> **Exercise instructions**: Where does the word "RidgedMulti" occur in the entries below? Copy every line that has it.

---------- Input for this task

use crate::errors::{RoadforgeError, RoadforgeResult};
use crate::map::TerrainData;
use noise::{MultiFractal, NoiseFn, Perlin, RidgedMulti};

/// Terrain generation algorithms
#[derive(Debug, Clone)]
pub enum TerrainAlgorithm {
    Flat {
        height: f32,
    },
    Perlin {
        amplitude: f32,
        frequency: f32,
        octaves: u32,
    },
    Ridged {
        amplitude: f32,
        frequency: f32,
        octaves: u32,
    },
}

/// Heightmap + water-mask synthesizer for the demo binary and tests
#[derive(Debug, Clone)]
pub struct TerrainGenerator {
    pub seed: u32,
    pub algorithm: TerrainAlgorithm,
    /// Cells at or below this elevation become open water
    pub sea_level: f32,
}

impl TerrainGenerator {
    pub fn new(seed: u32, algorithm: TerrainAlgorithm, sea_level: f32) -> Self {
        Self {
            seed,
            algorithm,
            sea_level,
        }
    }

    /// Generate terrain using the configured algorithm
    pub fn generate(&self, width: u32, height: u32, scale: f32) -> RoadforgeResult<TerrainData> {
        let total_points = (width * height) as usize;
        let mut heights = Vec::with_capacity(total_points);

        match &self.algorithm {
            TerrainAlgorithm::Flat { height } => {
                heights.resize(total_points, *height);
            }
            TerrainAlgorithm::Perlin {
                amplitude,
                frequency,
                octaves,
            } => {
                let perlin = Perlin::new(self.seed);
                let freq_scale = scale as f64 * *frequency as f64;

                for z in 0..height {
                    let world_z = z as f64 * freq_scale;
                    for x in 0..width {
                        let world_x = x as f64 * freq_scale;

                        let mut noise_value = 0.0;
                        let mut current_amplitude = *amplitude as f64;
                        let mut current_frequency = 1.0;

                        for _ in 0..*octaves {
                            noise_value += perlin
                                .get([world_x * current_frequency, world_z * current_frequency])
                                * current_amplitude;
                            current_amplitude *= 0.5; // Persistence
                            current_frequency *= 2.0; // Lacunarity
                        }

                        heights.push(noise_value as f32);
                    }
                }
            }
            TerrainAlgorithm::Ridged {
                amplitude,
                frequency,
                octaves,
            } => {
                let ridged = RidgedMulti::<Perlin>::new(self.seed)
                    .set_octaves(*octaves as usize)
                    .set_frequency(*frequency as f64);

                for z in 0..height {
                    let world_z = z as f64 * scale as f64;
                    for x in 0..width {
                        let world_x = x as f64 * scale as f64;
                        heights.push((ridged.get([world_x, world_z]) * *amplitude as f64) as f32);
                    }
                }
            }
        }

        let water = heights.iter().map(|&h| h <= self.sea_level).collect();
        TerrainData::new(width, height, heights, water, scale)
    }
}

/// Get a predefined terrain preset
pub fn get_terrain_preset(name: &str, seed: u32, sea_level: f32) -> RoadforgeResult<TerrainGenerator> {
    let generator = match name {
        "flat" => TerrainGenerator::new(seed, TerrainAlgorithm::Flat { height: 0.0 }, sea_level),
        "hills" => TerrainGenerator::new(
            seed,
            TerrainAlgorithm::Perlin {
                amplitude: 15.0,
                frequency: 0.01,
                octaves: 4,
            },
            sea_level,
        ),
        "mountains" => TerrainGenerator::new(
            seed,
            TerrainAlgorithm::Ridged {
                amplitude: 20.0,
                frequency: 0.005,
                octaves: 5,
            },
            sea_level,
        ),
        "valleys" => TerrainGenerator::new(
            seed,
            TerrainAlgorithm::Ridged {
                amplitude: -20.0, // Negative amplitude creates valleys
                frequency: 0.008,
                octaves: 4,
            },
            sea_level,
        ),
        _ => {
            return Err(RoadforgeError::UnknownTerrainPreset {
                name: name.to_string(),
            });
        }
    };
    Ok(generator)
}

#[cfg(test)]
mod tests {
    use super::*;

    #[test]
    fn test_flat_generation() {
        let generator = TerrainGenerator::new(7, TerrainAlgorithm::Flat { height: 2.0 }, 0.0);
        let terrain = generator.generate(8, 8, 1.0).unwrap();
        assert!(terrain.heights.iter().all(|&h| h == 2.0));
        assert!(terrain.water.iter().all(|&w| !w));
    }

    #[test]
    fn test_generation_is_deterministic() {
        let generator = get_terrain_preset("hills", 42, -2.0).unwrap();
        let a = generator.generate(16, 16, 1.0).unwrap();
        let b = generator.generate(16, 16, 1.0).unwrap();
        assert_eq!(a.heights, b.heights);
        assert_eq!(a.water, b.water);
    }

    #[test]
    fn test_sea_level_marks_water() {
        // Flat terrain at 0.0 with sea level above it is entirely water
        let generator = TerrainGenerator::new(1, TerrainAlgorithm::Flat { height: 0.0 }, 1.0);
        let terrain = generator.generate(4, 4, 1.0).unwrap();
        assert!(terrain.water.iter().all(|&w| w));
    }

    #[test]
    fn test_unknown_preset() {
        assert!(matches!(
            get_terrain_preset("swamp", 1, 0.0),
            Err(RoadforgeError::UnknownTerrainPreset { .. })
        ));
    }

    #[test]
    fn test_mountains_preset_has_relief() {
        let generator = get_terrain_preset("mountains", 9, -100.0).unwrap();
        let terrain = generator.generate(32, 32, 1.0).unwrap();
        let min = terrain.heights.iter().cloned().fold(f32::INFINITY, f32::min);
        let max = terrain
            .heights
            .iter()
            .cloned()
            .fold(f32::NEG_INFINITY, f32::max);
        assert!(max > min);
    }
}
use crate::errors::{RoadforgeError, RoadforgeResult};
use serde::{Deserialize, Serialize};
use validator::Validate;

pub mod limits;

pub use limits::{CostScale, SlopeLimitDeg, TurnLimitDeg};

/// Cost-limit profile for one network tier (highway vs. street vs. trail).
///
/// Every cost and neighbor-generation decision in the search reads its
/// limits from an explicit profile reference; there is no global settings
/// object.
#[derive(Debug, Clone, Serialize, Deserialize, Validate)]
pub struct PriorityProfile {
    pub name: String,

    pub max_slope_degrees: SlopeLimitDeg,
    pub max_turn_degrees: TurnLimitDeg,

    pub tunnel_cost_scale: CostScale,
    pub bridge_cost_scale: CostScale,

    /// Coprime-mask radius for surface candidates
    #[validate(range(min = 1, max = 8))]
    pub surface_mask_radius: i32,
    /// Lattice cells per surface mask step
    #[validate(range(min = 1, max = 64))]
    pub surface_resolution: i32,
    /// Maximum tunnel/bridge candidate radius, in resolution steps
    #[validate(range(min = 1, max = 16))]
    pub tunnel_mask_radius: i32,
    /// Lattice cells per tunnel/bridge step (also the minimum candidate radius)
    #[validate(range(min = 1, max = 64))]
    pub tunnel_resolution: i32,

    /// Minimum fraction of underground samples for a legal tunnel edge
    #[validate(range(min = 0.0, max = 1.0))]
    pub tunnel_depth_cutoff: f32,

    pub surface_enabled: bool,
    pub tunnels_enabled: bool,
    pub bridges_enabled: bool,
    /// Allow the two frontiers to join at a shared closed cell
    pub meet_in_middle: bool,
}

impl PriorityProfile {
    /// The smallest lattice step among the enabled candidate families.
    /// Goal-proximity termination is scaled by this value.
    pub fn min_lattice_resolution(&self) -> i32 {
        let mut min = i32::MAX;
        if self.surface_enabled {
            min = min.min(self.surface_resolution);
        }
        if self.tunnels_enabled || self.bridges_enabled {
            min = min.min(self.tunnel_resolution);
        }
        if min == i32::MAX {
            // Validation rejects profiles with every family disabled
            min = self.surface_resolution;
        }
        min
    }

    fn check(&self) -> RoadforgeResult<()> {
        self.validate().map_err(|e| RoadforgeError::InvalidProfile {
            reason: format!("profile '{}': {e}", self.name),
        })?;
        if !self.surface_enabled && !self.tunnels_enabled && !self.bridges_enabled {
            return Err(RoadforgeError::InvalidProfile {
                reason: format!("profile '{}': every edge family is disabled", self.name),
            });
        }
        Ok(())
    }
}

/// Ordered set of priority profiles, indexed by tier
#[derive(Debug, Clone, Serialize, Deserialize)]
pub struct ProfileSet {
    pub profiles: Vec<PriorityProfile>,
}

impl ProfileSet {
    /// Look up a tier. A missing tier is a configuration error, surfaced
    /// immediately rather than retried.
    pub fn get(&self, tier: usize) -> RoadforgeResult<&PriorityProfile> {
        self.profiles
            .get(tier)
            .ok_or(RoadforgeError::UnknownPriorityTier {
                tier,
                available: self.profiles.len(),
            })
    }

    pub fn len(&self) -> usize {
        self.profiles.len()
    }

    pub fn is_empty(&self) -> bool {
        self.profiles.is_empty()
    }

    /// Validate every profile, failing fast on the first bad entry
    pub fn check(&self) -> RoadforgeResult<()> {
        if self.profiles.is_empty() {
            return Err(RoadforgeError::InvalidProfile {
                reason: "profile set is empty".to_string(),
            });
        }
        for profile in &self.profiles {
            profile.check()?;
        }
        Ok(())
    }
}

impl Default for ProfileSet {
    fn default() -> Self {
        Self {
            profiles: vec![
                PriorityProfile {
                    name: "highway".to_string(),
                    max_slope_degrees: SlopeLimitDeg::new(6.0),
                    max_turn_degrees: TurnLimitDeg::new(30.0),
                    tunnel_cost_scale: CostScale::new(4.0),
                    bridge_cost_scale: CostScale::new(2.0),
                    surface_mask_radius: 3,
                    surface_resolution: 8,
                    tunnel_mask_radius: 4,
                    tunnel_resolution: 6,
                    tunnel_depth_cutoff: 0.6,
                    surface_enabled: true,
                    tunnels_enabled: true,
                    bridges_enabled: true,
                    meet_in_middle: true,
                },
                PriorityProfile {
                    name: "street".to_string(),
                    max_slope_degrees: SlopeLimitDeg::new(12.0),
                    max_turn_degrees: TurnLimitDeg::new(60.0),
                    tunnel_cost_scale: CostScale::new(8.0),
                    bridge_cost_scale: CostScale::new(3.0),
                    surface_mask_radius: 3,
                    surface_resolution: 4,
                    tunnel_mask_radius: 4,
                    tunnel_resolution: 4,
                    tunnel_depth_cutoff: 0.6,
                    surface_enabled: true,
                    tunnels_enabled: false,
                    bridges_enabled: true,
                    meet_in_middle: true,
                },
                PriorityProfile {
                    name: "trail".to_string(),
                    max_slope_degrees: SlopeLimitDeg::new(25.0),
                    max_turn_degrees: TurnLimitDeg::new(90.0),
                    tunnel_cost_scale: CostScale::default(),
                    bridge_cost_scale: CostScale::default(),
                    surface_mask_radius: 2,
                    surface_resolution: 2,
                    tunnel_mask_radius: 2,
                    tunnel_resolution: 2,
                    tunnel_depth_cutoff: 0.6,
                    surface_enabled: true,
                    tunnels_enabled: false,
                    bridges_enabled: false,
                    meet_in_middle: false,
                },
            ],
        }
    }
}
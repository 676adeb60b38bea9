pub mod coordinates;
pub mod oracle;

pub use coordinates::GridPos;
pub use oracle::TerrainOracle;
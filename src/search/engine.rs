//! Resumable bidirectional search over the candidate lattice.
//!
//! The engine owns two frontiers rooted at the start and the goal and
//! advances them one pop at a time, alternating strictly. The host drives
//! it with [`SearchEngine::step`] batches, so a long search never blocks a
//! frame or a request handler.

use crate::errors::{RoadforgeError, RoadforgeResult};
use crate::map::TerrainData;
use crate::profile::{PriorityProfile, ProfileSet};
use crate::search::cost::{self, EdgePoint};
use crate::search::frontier::PriorityFrontier;
use crate::search::lattice::NeighborGenerator;
use crate::search::node::{EdgeKind, NodeArena, NodeId, SearchNode};
use crate::terrain::{GridPos, TerrainOracle};
use glam::Vec3;
use log::{debug, info, warn};
use serde::{Deserialize, Serialize};

/// Lifecycle of one search run
#[derive(Debug, Clone, Copy, PartialEq, Eq)]
pub enum SearchState {
    /// No run in progress; ready for `start_search`
    Idle,
    /// Both frontiers active, stepping makes progress
    Running,
    /// A legal route exists; `solution` holds it
    Solved,
    /// Every open node in both frontiers was expanded without a join
    Exhausted,
}

/// Weights blending the straight-line heuristic against accumulated cost.
/// Raising `distance_weight` above `cost_weight` makes the search greedier
/// and faster at the price of route quality.
#[derive(Debug, Clone, Copy, Serialize, Deserialize)]
pub struct SearchTuning {
    pub distance_weight: f32,
    pub cost_weight: f32,
}

impl Default for SearchTuning {
    fn default() -> Self {
        Self {
            distance_weight: 1.0,
            cost_weight: 1.0,
        }
    }
}

/// One point of a finished route
#[derive(Debug, Clone, Copy, PartialEq, Serialize, Deserialize)]
pub struct Waypoint {
    pub position: GridPos,
    pub elevation: f32,
    /// How the route crosses the terrain at this waypoint
    pub kind: EdgeKind,
}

--------------------

> **Output of the task**:
use noise::{MultiFractal, NoiseFn, Perlin, RidgedMulti};
                let ridged = RidgedMulti::<Perlin>::new(self.seed)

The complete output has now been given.